Briefs research tools, not solutions

The market gives you tools — building blocks; the briefs below survey and score those. The solution layer — which tools you compose, what you build, how much the integration costs — is your design and estimation work, not a research hand-off. Size build and integration effort as work-package bands yourself (the method is in pricing-tco.md, the field shapes in contract.md), informed by the tool research but never outsourced to it. A research tool can tell you what a tool does and costs; it cannot tell you which composition wins under your Scenario — that is the consultant’s judgment (model.md § verdict doctrine).

The brief skeleton

Every brief, whatever the stage, follows this eight-part shape:

Why this research exists — one paragraph of purpose.
Context — embedded, not linked. The org, the stress-test scenario, the relevant requirements. Enough that the research tool needs nothing else.
Your task — verb-led, scope-bounded. What to produce, how many candidates, what shape the answer takes.
What is settled (do not redo) — additive-only framing. Name prior artifacts concretely (“the CRM red-team report,” not “prior research”).
What to investigate — listed and prioritised.
Hard filters / scoring rubric — explicit, with the tier weights and what separates a 3 from a 5.
Caveats on prior data — what to verify, what to trust.
Output format — specified and named, matching the matrix schema (contract.md § matrix-<category>.json) so ingestion is mechanical.

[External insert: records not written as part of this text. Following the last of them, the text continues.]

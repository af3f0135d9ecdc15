//! CLI runner - executes commands

use crate::cli::commands::{Cli, Commands, OutputFormat};
use crate::client::SearchQuery;
use crate::config::Settings;
use crate::error::{Error, Result};
use crate::fluent::{LoadPromptOptions, RegisterOptions, Registry};
use crate::types::StringMap;
use serde_json::{json, Value};
use std::fs;
use std::time::Duration;

/// CLI runner
pub struct Runner {
    cli: Cli,
}

impl Runner {
    /// Create a new runner
    pub fn new(cli: Cli) -> Self {
        Self { cli }
    }

    /// Settings from the config file and environment, with CLI flags on top
    pub fn settings(&self) -> Result<Settings> {
        let mut settings = Settings::load(self.cli.config.as_deref())?;
        if let Some(uri) = &self.cli.tracking_uri {
            settings.tracking_uri = Some(uri.clone());
        }
        if let Some(uri) = &self.cli.registry_uri {
            settings.registry_uri = Some(uri.clone());
        }
        Ok(settings)
    }

    /// Run the CLI command and print its result
    pub async fn run(&self) -> Result<()> {
        let registry = Registry::from_settings(self.settings()?)?;
        let output = self.execute(&registry).await?;
        self.output_message(&output);
        Ok(())
    }

    /// Run the CLI command against `registry`, returning the message to print
    pub async fn execute(&self, registry: &Registry) -> Result<Value> {
        match &self.cli.command {
            Commands::Register {
                model_uri,
                name,
                await_secs,
                tags,
            } => {
                let mut options = RegisterOptions {
                    tags: to_map(tags),
                    ..Default::default()
                };
                if let Some(secs) = await_secs {
                    options = options.await_for(Duration::from_secs(*secs));
                }
                let version = registry.register_model(model_uri, name, options).await?;
                Ok(json!({ "type": "MODEL_VERSION", "model_version": version }))
            }
            Commands::SearchModels {
                filter,
                order_by,
                max_results,
            } => {
                let query = search_query(filter.as_deref(), order_by);
                let models = registry
                    .search_registered_models(*max_results, &query)
                    .await?;
                Ok(json!({ "type": "REGISTERED_MODELS", "registered_models": models }))
            }
            Commands::SearchVersions {
                filter,
                order_by,
                max_results,
            } => {
                let query = search_query(filter.as_deref(), order_by);
                let versions = registry.search_model_versions(*max_results, &query).await?;
                Ok(json!({ "type": "MODEL_VERSIONS", "model_versions": versions }))
            }
            Commands::SearchPrompts {
                filter,
                max_results,
            } => {
                let prompts = registry
                    .search_prompts(filter.as_deref(), *max_results)
                    .await?;
                Ok(json!({ "type": "PROMPTS", "prompts": prompts }))
            }
            Commands::LoadPrompt {
                name_or_uri,
                version,
                allow_missing,
                model_id,
            } => {
                let options = LoadPromptOptions {
                    version: *version,
                    allow_missing: *allow_missing,
                    link_to_model: model_id.is_some(),
                    model_id: model_id.clone(),
                };
                let prompt = registry.load_prompt(name_or_uri, options).await?;
                Ok(json!({ "type": "PROMPT", "prompt": prompt }))
            }
            Commands::RegisterPrompt {
                name,
                template,
                template_file,
                commit_message,
                tags,
            } => {
                let template = match (template, template_file) {
                    (Some(text), _) => text.clone(),
                    (None, Some(path)) => fs::read_to_string(path).map_err(|e| {
                        Error::config(format!(
                            "Failed to read template file '{}': {e}",
                            path.display()
                        ))
                    })?,
                    (None, None) => {
                        return Err(Error::config(
                            "A template is required (use --template or --template-file)",
                        ))
                    }
                };
                let prompt = registry
                    .register_prompt(name, &template, commit_message.as_deref(), to_map(tags))
                    .await?;
                Ok(json!({ "type": "PROMPT", "prompt": prompt }))
            }
            Commands::SetAlias {
                name,
                alias,
                version,
            } => {
                registry.set_prompt_alias(name, alias, *version).await?;
                Ok(json!({ "type": "ALIAS_SET", "name": name, "alias": alias, "version": version }))
            }
            Commands::DeleteAlias { name, alias } => {
                registry.delete_prompt_alias(name, alias).await?;
                Ok(json!({ "type": "ALIAS_DELETED", "name": name, "alias": alias }))
            }
            Commands::SetTag {
                name,
                version,
                key,
                value,
            } => {
                registry
                    .set_model_version_tag(name, version, key, value)
                    .await?;
                Ok(json!({
                    "type": "TAG_SET",
                    "name": name,
                    "version": version,
                    "key": key,
                    "value": value
                }))
            }
        }
    }

    /// Output a message
    fn output_message(&self, msg: &Value) {
        let rendered = match self.cli.format {
            OutputFormat::Json => serde_json::to_string(msg),
            OutputFormat::Pretty => serde_json::to_string_pretty(msg),
        };
        println!("{}", rendered.unwrap_or_default());
    }
}

fn to_map(pairs: &[(String, String)]) -> StringMap {
    pairs.iter().cloned().collect()
}

fn search_query(filter: Option<&str>, order_by: &[String]) -> SearchQuery {
    SearchQuery {
        filter: filter.map(str::to_string),
        order_by: order_by.to_vec(),
    }
}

Sharpening rules that keep briefs from drifting:

Quote the customer’s stated values verbatim — same words every time.
Each brief runs in a fresh chat with no project context required.
Late-loop briefs (clarification) must never re-litigate settled questions. If you catch yourself writing “evaluate X,” check whether you mean “clarify which aspect of X.”
Distrust umbrella category labels. Before surveying, check whether the category name hides a gradient that could change the verdict (“low-code” spanning no-code config → light scripting → developer-orchestration). If it does, name the sub-taxonomy up front and make the brief bucket candidates onto it — an unsegmented survey averages away the distinction that decides. (Ehimare R3: “low-code” split into a No-Code→Low-Code→Orchestration ladder; the reminder-without-scripting rung was the real divider.)
Findings are perishable — date them and record the flip-condition. Every elimination and standout carries the date it was checked and the one fact that would reverse it (“out on no open API — revisit if they ship one”), and is re-validated, not assumed, next round. Landscape facts have a short half-life: vendors sunset APIs, OSS ships the missing feature, pool rules change. (Ehimare R3: Tyntec’s on-prem edge had been killed by a Meta API sunset; an earlier “Baserow is out” was overturned by a release.)

Stage templates

Fill the brackets from the engagement. Keep the output-format section aligned with the matrix schema in contract.md so returned reports drop straight into the matrix.

Landscape survey

Structure the survey per architecture/position, not per capability layer (C10). Run one landscape brief per Phase-3 shape/position (the [architecture branch] in the title) — survey the market that could be that whole architecture — plus one cross-cutting brief for the shared fillers/Bausteine that any position may dock (the AI-assist bricks, the channel, the glue; skeleton below). Splitting instead by capability layer (“CRMs” vs “AI knowledge” vs “channels”) fragments each architecture across briefs and hides the cross-position findings — e.g. whether the platforms that can be licensed are the same ones that can dock the fillers. (Ehimare R1 ran by capability layer and missed the dock-paradox; the R2 by-position resurvey surfaced it.)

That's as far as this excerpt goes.